7: Help me, let go of this false pride,

Fear is the biggest killer of intimacy and change; fear of accepting a new truth often disguising itself as pride. The pride to hold on to who I am. Of personality traits serving in a world where one belongs to themself but hurting when the opposite is wanted. But is it pride, or is it fear? The fear of the unknown, letting go and allowing oneself to fall.

8: to be filled and emptied, over and over again.
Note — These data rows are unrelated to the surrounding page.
use rand::Rng;

use crate::math::Vector2;

use super::{GeometryError, Mesh, Vertex};

const CENTER_COLOR: [f32; 4] = [1.0, 1.0, 1.0, 1.0];

/// Largest fan whose rim indices fit in `u16` without touching `u16::MAX`.
pub const MAX_SIDES: u32 = u16::MAX as u32 - 1;

/// Builds a filled regular polygon as a triangle fan around `center`.
///
/// Vertex 0 is the center; rim vertex `s + 1` sits at angle `2π·s / sides`.
/// Rim vertices get random opaque colors.
pub fn regular_polygon(sides: u32, center: Vector2, radius: f32) -> Result<Mesh, GeometryError> {
    if sides < 3 {
        return Err(GeometryError::TooFewSides(sides));
    }
    if sides > MAX_SIDES {
        return Err(GeometryError::TooManySides(sides));
    }

    let mut rng = rand::rng();
    let mut mesh = Mesh {
        vertices: Vec::with_capacity(sides as usize + 1),
        indices: Vec::with_capacity(sides as usize * 3),
    };

    mesh.vertices.push(Vertex::new(center.to_array(), CENTER_COLOR));

    let step = std::f32::consts::TAU / sides as f32;
    for s in 0..sides {
        let angle = step * s as f32;
        let x = center.x + angle.cos() * radius;
        let y = center.y + angle.sin() * radius;
        let color = [rng.random::<f32>(), rng.random::<f32>(), rng.random::<f32>(), 1.0];
        mesh.vertices.push(Vertex::new([x, y], color));

        let next = if s + 2 <= sides { s + 2 } else { 1 };
        mesh.indices.extend_from_slice(&[0, (s + 1) as u16, next as u16]);
    }

    log::trace!("regular_polygon: {} sides, {} vertices", sides, mesh.vertices.len());

    Ok(mesh)
}

#[cfg(test)]
mod tests {
    use super::*;
    use crate::geometry::mesh::signed_area2;

    #[test]
    fn rejects_degenerate_polygons() {
        assert_eq!(
            regular_polygon(2, Vector2::zero(), 10.0),
            Err(GeometryError::TooFewSides(2))
        );
    }

    #[test]
    fn rejects_fans_past_u16_indices() {
        assert_eq!(
            regular_polygon(MAX_SIDES + 1, Vector2::zero(), 10.0),
            Err(GeometryError::TooManySides(MAX_SIDES + 1))
        );
        assert_eq!(
            regular_polygon(70_000, Vector2::zero(), 10.0),
            Err(GeometryError::TooManySides(70_000))
        );
    }

    #[test]
    fn largest_fan_keeps_exact_indices() {
        let m = regular_polygon(MAX_SIDES, Vector2::zero(), 10.0).unwrap();
        assert_eq!(m.vertices.len(), MAX_SIDES as usize + 1);
        let n = m.indices.len();
        assert_eq!(&m.indices[n - 6..], &[0, (MAX_SIDES - 1) as u16, MAX_SIDES as u16, 0, MAX_SIDES as u16, 1]);
        assert_eq!(m.indices.iter().copied().max(), Some(MAX_SIDES as u16));
    }

    #[test]
    fn fan_counts() {
        let m = regular_polygon(50, Vector2::new(100.0, 0.0), 97.0).unwrap();
        assert_eq!(m.vertices.len(), 51);
        assert_eq!(m.indices.len(), 150);
        assert_eq!(m.triangle_count(), 50);
    }

    #[test]
    fn last_triangle_wraps_to_first_rim_vertex() {
        let m = regular_polygon(4, Vector2::zero(), 30.0).unwrap();
        assert_eq!(m.indices, vec![0, 1, 2, 0, 2, 3, 0, 3, 4, 0, 4, 1]);
    }

    #[test]
    fn rim_vertices_lie_on_circle() {
        let c = Vector2::new(50.0, -20.0);
        let m = regular_polygon(12, c, 10.0).unwrap();
        assert_eq!(m.vertices[0].position, [50.0, -20.0]);
        for v in &m.vertices[1..] {
            let d = ((v.position[0] - c.x).powi(2) + (v.position[1] - c.y).powi(2)).sqrt();
            assert!((d - 10.0).abs() < 1e-4, "distance {d}");
        }
        assert!((m.vertices[1].position[0] - 60.0).abs() < 1e-5);
    }

    #[test]
    fn triangles_are_counter_clockwise() {
        let m = regular_polygon(8, Vector2::zero(), 5.0).unwrap();
        assert!(m.triangles().all(|t| signed_area2(t) > 0.0));
    }

    #[test]
    fn colors_are_opaque_and_in_range() {
        let m = regular_polygon(16, Vector2::zero(), 1.0).unwrap();
        assert_eq!(m.vertices[0].color, [1.0, 1.0, 1.0, 1.0]);
        for v in &m.vertices {
            assert_eq!(v.color[3], 1.0);
            assert!(v.color[..3].iter().all(|c| (0.0..=1.0).contains(c)));
        }
    }
}
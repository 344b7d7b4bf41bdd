use anyhow::Result;
use winit::window::{Window, WindowId};

use crate::coords::{ColorRgba, Viewport};
use crate::device::{Gpu, SurfaceErrorAction};
use crate::input::{InputFrame, InputState};
use crate::render::{RenderCtx, RenderTarget};
use crate::time::FrameTime;
use crate::window::RuntimeCtx;

use super::app::AppControl;

/// Per-window handles and immutable window metadata.
pub struct WindowCtx<'a> {
    pub id:     WindowId,
    pub window: &'a Window,
}

impl<'a> WindowCtx<'a> {
    /// Returns the logical window size as a [`Viewport`].
    pub fn viewport(&self) -> Viewport {
        let phys  = self.window.inner_size();
        let scale = self.window.scale_factor();
        let logi: winit::dpi::LogicalSize<f64> = phys.to_logical(scale);
        Viewport::new(logi.width as f32, logi.height as f32)
    }

    /// Replaces the window title.
    pub fn set_title(&self, title: &str) {
        self.window.set_title(title);
    }
}

/// Per-frame context passed to `core::App::on_frame`.
///
/// Lifetimes:
/// - `'a` is the duration of the callback invocation
/// - `'w` is the window-borrow lifetime carried by `Gpu<'w>`
pub struct FrameCtx<'a, 'w> {
    pub window:       WindowCtx<'a>,
    pub gpu:          &'a mut Gpu<'w>,
    pub input:        &'a InputState,
    pub input_frame:  &'a InputFrame,
    pub time:         FrameTime,
    pub runtime:      &'a mut RuntimeCtx,
}

impl<'a, 'w> FrameCtx<'a, 'w> {
    /// Clears the surface with `clear`, calls `draw` with a ready [`RenderCtx`] and
    /// [`RenderTarget`], then presents the frame.
    ///
    /// Surface errors are handled here (reconfigure or skip); only a fatal
    /// surface error turns into [`AppControl::Exit`]. Errors returned by `draw`
    /// are propagated and the frame is not presented.
    pub fn render<F>(&mut self, clear: ColorRgba, draw: F) -> Result<AppControl>
    where
        F: FnOnce(&RenderCtx<'_>, &mut RenderTarget<'_>) -> Result<()>,
    {
        let viewport = self.window.viewport();

        let mut frame = match self.gpu.begin_frame() {
            Ok(f) => f,
            Err(err) => {
                let action = self.gpu.handle_surface_error(err);
                if action == SurfaceErrorAction::Fatal {
                    return Ok(AppControl::Exit);
                }
                return Ok(AppControl::Continue);
            }
        };

        // Clear pass; dropped before the encoder moves into submit().
        {
            let _rpass = frame.encoder.begin_render_pass(&wgpu::RenderPassDescriptor {
                label: Some("smiley clear"),
                color_attachments: &[Some(wgpu::RenderPassColorAttachment {
                    view:           &frame.view,
                    resolve_target: None,
                    ops: wgpu::Operations {
                        load:  wgpu::LoadOp::Clear(wgpu::Color {
                            r: clear.r as f64,
                            g: clear.g as f64,
                            b: clear.b as f64,
                            a: clear.a as f64,
                        }),
                        store: wgpu::StoreOp::Store,
                    },
                    depth_slice: None,
                })],
                depth_stencil_attachment: None,
                timestamp_writes:         None,
                occlusion_query_set:      None,
                multiview_mask:           None,
            });
        }

        let rctx = RenderCtx::new(
            self.gpu.device(),
            self.gpu.queue(),
            self.gpu.surface_format(),
            viewport,
        );

        // RenderTarget borrows frame.encoder; dropped before submit() takes frame.
        {
            let mut target = RenderTarget::new(&mut frame.encoder, &frame.view);
            draw(&rctx, &mut target)?;
        }

        self.window.window.pre_present_notify();
        self.gpu.submit(frame);

        Ok(AppControl::Continue)
    }
}
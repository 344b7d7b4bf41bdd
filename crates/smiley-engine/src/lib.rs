//! Smiley engine crate.
//!
//! Owns the 2D transform math, the face scene composer and the platform +
//! GPU runtime pieces the studio app drives every frame.

pub mod device;
pub mod window;
pub mod input;
pub mod time;
pub mod core;

pub mod logging;
pub mod math;
pub mod coords;
pub mod geometry;
pub mod scene;
pub mod render;
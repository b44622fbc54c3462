//! The transaction seam between the builder and the database driver.
//!
//! The builder never opens, commits or rolls back a transaction. It only
//! issues statements on the one the caller hands in.

use std::future::Future;

use sqlx::{MySql, Postgres, Sqlite};

/// A caller-owned transaction statements can be executed on.
///
/// Implemented for sqlx transactions on SQLite, PostgreSQL and MySQL.
/// Errors are returned exactly as the driver reports them.
pub trait Transaction: Send {
    /// Executes one statement, discarding any result rows.
    fn execute(&mut self, sql: &str) -> impl Future<Output = Result<(), sqlx::Error>> + Send;

    /// Runs a query and reports whether it returned at least one row.
    fn exists(&mut self, sql: &str) -> impl Future<Output = Result<bool, sqlx::Error>> + Send;
}

macro_rules! impl_sqlx_transaction {
    ($($db:ty),+ $(,)?) => {
        $(
            impl Transaction for sqlx::Transaction<'_, $db> {
                async fn execute(&mut self, sql: &str) -> Result<(), sqlx::Error> {
                    sqlx::query(sql).execute(&mut **self).await?;
                    Ok(())
                }

                async fn exists(&mut self, sql: &str) -> Result<bool, sqlx::Error> {
                    let row = sqlx::query(sql).fetch_optional(&mut **self).await?;
                    Ok(row.is_some())
                }
            }
        )+
    };
}

impl_sqlx_transaction!(Sqlite, Postgres, MySql);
Diving deeply into BDSM is a repetitive practice, going a little deeper every time. Bondage and pain manipulate the body’s outside, emptying and filling to stimulate the inside. That’s why being penetrated almost always is more vulnerable than penetrating. It is similar to what passes through our bodies. What is put into it, and what is released from it. And from what cavities. It’s like adding and removing from oneself. What is left is what we are. Handing this control over to another requires great surrender.

9: Finally, may I offer something of permanence,

When traversing back from the depth of surrender, one returns to an equal; status quo. So, in a way, nothing has changed, or at least this is something we agree upon. But what if we want something to change, for real, forever? Then let’s make a sacrifice of permanence, a knifes scarring, a collar with a non-reversible lock, something that will stay.

10: while something still remains.

But eventually, everything dies; this could be the only universal truth. So let’s celebrate the end, preferably symbolically, with a burial. Or an entombment in a leather cocoon while softly singing the last hymn; This is our requiem. The senses are lost one by one—sight, smell, hearing, touch until we are floating in the void.

As I’m finishing this breakdown, I wonder why I’m writing this. For me, it’s one path to journey down into BDSM. And writing about it makes me curious to make sessions or workshops that are even more ritualistic and even more explicit in their underlying intention. Whipping, bounding, and sexing are, after all, only the tools and modalities for this journey. And of course, it’s only one path, and while writing this, I’m getting more and more blinded, seeing and believing that this is the one. That isn’t true. But what if I, or we, decide to believe in these truths and then walk this way. I think it would seem so alien from a normative world perspective. To give up control, exist for others, reduce oneself to an object, and offer something of permanence just before ceasing to exist. Metaphorically, of course, because we are not making a crazy suicide cult here. 

Maybe the underlying idea that I’m trying to pinpoint in this confused musing is that; if the kinky fantasies are to be another way of relating, different from everyday moral beliefs, then another set of truths must govern the interaction. As Ester Perel says, most dirty dreams are precisely the same things we rebel against during the day. Not admitting that will make the new structure subconscious or reduce BDSM into just a bunch of practical tools and toys.